Program Historia Mówiona realizowany jest w Ośrodku „Brama Grodzka – Teatr NN” od 1998 roku. Polega on na rejestrowaniu, opracowywaniu oraz upowszechnianiu relacji mówionych dotyczących Lublina i Lubelszczyzny od dwudziestolecia międzywojennego do czasów współczesnych.

Program Historia Mówiona realizowany jest w Ośrodku „Brama Grodzka – Teatr NN” od 1998 roku. Polega on na rejestrowaniu, opracowywaniu oraz upowszechnianiu relacji mówionych dotyczących Lublina i Lubelszczyzny od dwudziestolecia międzywojennego do czasów współczesnych.

Teatr NN

Wiersze matki, Heleny Zofii Cholszewskiej - Janina Kaniewska - fragment relacji świadka historii z 6 sierpnia 2020

Moja mama pisała wiersze. Przepiękne wiersze! Chodziła do klubu „Fryderyk”, tam się spotykali seniorzy.

„Samotność”, mój ulubiony wiersz: Przyszło raz ludzkie serce, stanęło u proga.

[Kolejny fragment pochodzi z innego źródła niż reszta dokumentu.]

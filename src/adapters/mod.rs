// Adapters - External system implementations

pub mod exec_ffmpeg;
pub mod toml_config;

// Re-export adapters
pub use exec_ffmpeg::FFmpegAdapter;
pub use toml_config::{AppConfig, TomlConfigAdapter};
// TOML config adapter - Configuration management using TOML files

use std::path::{Path, PathBuf};

use serde::{Deserialize, Serialize};
use tracing::{debug, info};

use crate::error::{SizeFitError, SizeFitResult};
use crate::utils::logging::LogLevel;

/// Config file name looked up in the current directory
pub const LOCAL_CONFIG_FILE: &str = "sizefit.toml";

/// Encoder settings shared by every encode request
#[derive(Debug, Clone, PartialEq, Serialize, Deserialize)]
#[serde(default)]
pub struct AppConfig {
    /// Explicit encoder binary; `PATH` lookup when unset
    #[serde(skip_serializing_if = "Option::is_none")]
    pub encoder: Option<PathBuf>,
    pub log_level: String,
    /// Base encoder arguments. `{input}`, `{start}`, `{end}` and `{duration}` are filled per request.
    pub base_args: Vec<String>,
    /// Container forced on the discarded pass-1 output
    pub container: String,
}

impl Default for AppConfig {
    fn default() -> Self {
        Self {
            encoder: None,
            log_level: "info".to_string(),
            base_args: [
                "-ss", "{start}", "-i", "{input}", "-t", "{duration}", "-c:v", "libvpx", "-an",
            ]
            .iter()
            .map(|s| s.to_string())
            .collect(),
            container: "webm".to_string(),
        }
    }
}

impl AppConfig {
    pub fn validate(&self) -> SizeFitResult<()> {
        LogLevel::parse(&self.log_level)?;

        if self.base_args.is_empty() {
            return Err(SizeFitError::config("base_args cannot be empty"));
        }
        if self.container.trim().is_empty() {
            return Err(SizeFitError::config("container cannot be empty"));
        }

        Ok(())
    }
}

/// On-disk layout: everything lives under a `[sizefit]` table
#[derive(Debug, Default, Deserialize, Serialize)]
struct ConfigFile {
    #[serde(default)]
    sizefit: AppConfig,
}

/// TOML configuration adapter
pub struct TomlConfigAdapter;

impl TomlConfigAdapter {
    /// Parse config from a TOML string
    pub fn parse(toml_content: &str) -> SizeFitResult<AppConfig> {
        let file: ConfigFile = toml::from_str(toml_content)
            .map_err(|e| SizeFitError::config(format!("Failed to parse TOML config: {}", e)))?;
        Ok(file.sizefit)
    }

    /// Load config from a file that must exist
    pub fn load(path: &Path) -> SizeFitResult<AppConfig> {
        let content = std::fs::read_to_string(path).map_err(|e| {
            SizeFitError::config(format!(
                "Failed to read config file {}: {}",
                path.display(),
                e
            ))
        })?;

        let config = Self::parse(&content)?;
        info!(path = %path.display(), "Loaded configuration");
        Ok(config)
    }

    /// Load the explicit file when given, otherwise the first default location
    /// that exists, otherwise built-in defaults
    pub fn load_or_default(explicit: Option<&Path>) -> SizeFitResult<AppConfig> {
        if let Some(path) = explicit {
            return Self::load(path);
        }

        for candidate in Self::default_config_paths() {
            if candidate.is_file() {
                return Self::load(&candidate);
            }
        }

        debug!("No config file found, using defaults");
        Ok(AppConfig::default())
    }

    /// Serialize config to a TOML string
    pub fn to_toml(config: &AppConfig) -> SizeFitResult<String> {
        let file = ConfigFile {
            sizefit: config.clone(),
        };
        toml::to_string_pretty(&file)
            .map_err(|e| SizeFitError::config(format!("Failed to serialize config: {}", e)))
    }

    /// `./sizefit.toml`, then the per-user config directory
    pub fn default_config_paths() -> Vec<PathBuf> {
        let mut paths = vec![PathBuf::from(LOCAL_CONFIG_FILE)];
        if let Some(dir) = Self::user_config_dir() {
            paths.push(dir.join("config.toml"));
        }
        paths
    }

    fn user_config_dir() -> Option<PathBuf> {
        if let Some(appdata) = std::env::var_os("APPDATA") {
            return Some(PathBuf::from(appdata).join("SizeFit"));
        }
        if let Some(xdg) = std::env::var_os("XDG_CONFIG_HOME") {
            return Some(PathBuf::from(xdg).join("sizefit"));
        }
        std::env::var_os("HOME").map(|home| PathBuf::from(home).join(".config").join("sizefit"))
    }
}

Zmęczone, bo niełatwa jest serc ludzkich droga.

Chciało kątek malutki dla siebie uprosić Ale go nie przyjęto. Serc już mamy dosyć.

Takieś marne i takie niepozorne przecie, Jest wiele serc piękniejszych, mocniejszych na świecie.

Pomyślało, że niewielkie tylko miało anty, Że ma perły, a także maleńkie brylanty.

Nic nie rzekło, samotne poszło pustą drogą.

I szło przez las, nie spotkało z przyjaciół nikogo.

Był kot, co polną myszkę po ściernisku gonił.

Przystanął, liże łapkę, głowę nisko kłoni I mówi: patrzcie, jakieś serce idzie drogą.

Patrzcie, lecz kto miał patrzeć? / Nie było nikogo.

Moja mama pisała, jak to się mówi, do szuflady. W tym okresie jak była w Bychawce, czyli to było już po wyzwoleniu. I myśmy z [córką] Renatą odgrzebały te wiersze.

[Wcześniej tego] nikt nie doceniał: „Oj, babcia coś pisze”. Tam do „Rolnika” wysłała, jakąś nagrodę dostała. Myśmy to, przyznam się, lekceważyli wszyscy. Dopiero po latach tośmy zebrały.

Ocenił te wiersze pan Waldemar Michalski, bardzo pięknie ocenił.

Mama bardzo kochała przyrodę. I dużo jest takich [wierszy poświęconych przyrodzie].

„Wiosna” na przykład. I pan Michalski ocenił ten wiersz, że jakie wyrażenia! Mama miała nawet niecałą podstawówkę [skończoną]. Brat był starszy, po handlowej szkole i on mamę uczył.

„Wiosna” Płomień świtu zbłękitniał i zjaśniał.

Radość kwiatom i ptakom obwieścił.

Drzewa kwitną miłością i łzami.

Wiatr się zbudził i cicho szeleści.

Wyjdź naprzeciw radości od rana.

Może znajdziesz uśmiechy wśród pola? Może radość jest ptakiem i kwiatem? A może rosą podobną do łez?